Reduce NAT Gateway Charges By Identifying Missing VPC Endpoints

Liav Shabtai
Similarweb Engineering
8 min readAug 23, 2023

It often happens that, when architecting a network, all traffic is routed via a NAT gateway. This can be due to network architecture habits inherited from the traditional data center, in combination with lack of awareness of the costs involved in using a NAT Gateway, the use of this service can easily accumulate high charges while lacking clear visibility to the traffic that is being traversed through it.

To reduce costs for customers, AWS introduced VPC Endpoints. Enables customers to privately connect to supported AWS services through VPC endpoints powered by AWS PrivateLink, for a much cheaper price compared to the bytes transfer charges through Nat Gateways.

This blog post will guide you through the essential steps to set up VPC Flow Logs in the most cost-efficient manner, and how to query for missing VPC Endpoints. Providing FinOps and DevOps engineers with crucial visibility into their NAT Gateway traffic. Which may lead to substantial cost reductions.

At Similarweb, by adopting this optimization method, we successfully identified and configured missing VPC Endpoints, slashing our NAT traffic expenses by over 35%.

An added perk? if you will Follow the step-by-step guide (take me there) The entire setup can be completed in under 30 minutes.

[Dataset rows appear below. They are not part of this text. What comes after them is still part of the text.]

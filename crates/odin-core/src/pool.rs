// ── Bounded worker pool ──
//
// Fire-and-forget execution for the asynchronous halves of a handoff.
// Jobs share no completion signal; the tracker exists so shutdown and
// tests can wait for quiescence.

use std::sync::Arc;

use tokio::runtime::Handle;
use tokio::sync::Semaphore;
use tokio_util::task::TaskTracker;
use tracing::{debug, warn};

/// Runs independent jobs on the tokio runtime, at most `size` at a time.
#[derive(Clone)]
pub struct WorkerPool {
    permits: Arc<Semaphore>,
    tracker: TaskTracker,
}

impl WorkerPool {
    pub fn new(size: usize) -> Self {
        Self {
            permits: Arc::new(Semaphore::new(size.max(1))),
            tracker: TaskTracker::new(),
        }
    }

    /// Schedule `job` and return immediately.
    ///
    /// Outside a tokio runtime the job runs inline on the caller's thread.
    pub fn spawn<F>(&self, label: &'static str, job: F)
    where
        F: FnOnce() + Send + 'static,
    {
        let Ok(handle) = Handle::try_current() else {
            debug!(task = label, "no runtime available, running inline");
            job();
            return;
        };

        let permits = Arc::clone(&self.permits);
        self.tracker.spawn_on(
            async move {
                let Ok(_permit) = permits.acquire_owned().await else {
                    warn!(task = label, "worker pool closed, job dropped");
                    return;
                };
                job();
            },
            &handle,
        );
    }

    /// Number of scheduled jobs that have not finished yet.
    pub fn in_flight(&self) -> usize {
        self.tracker.len()
    }

    /// Wait until every job scheduled so far has finished.
    pub async fn wait_idle(&self) {
        self.tracker.close();
        self.tracker.wait().await;
        self.tracker.reopen();
    }
}

impl Default for WorkerPool {
    fn default() -> Self {
        Self::new(10)
    }
}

NAT Gateway VS VPC Endpoints Architecture and Pricing

NAT Gateway

  • NAT Gateways allow instances in a Virtual Private Cloud (VPC) to initiate traffic to the internet, and then return the response, without allowing the internet to initiate a connection with the requesting instances.
  • Typically used for instances in a private subnet to reach the internet (for updates, patches, etc.) but not for the internet to reach those instances

VPC Endpoints

  • Interface Endpoints: VPC endpoint enables a private connection to supported AWS services and VPC endpoint services powered by AWS PrivateLink.
  • Gateway Endpoints: These can be created for Amazon S3 and DynamoDB and route traffic to these services.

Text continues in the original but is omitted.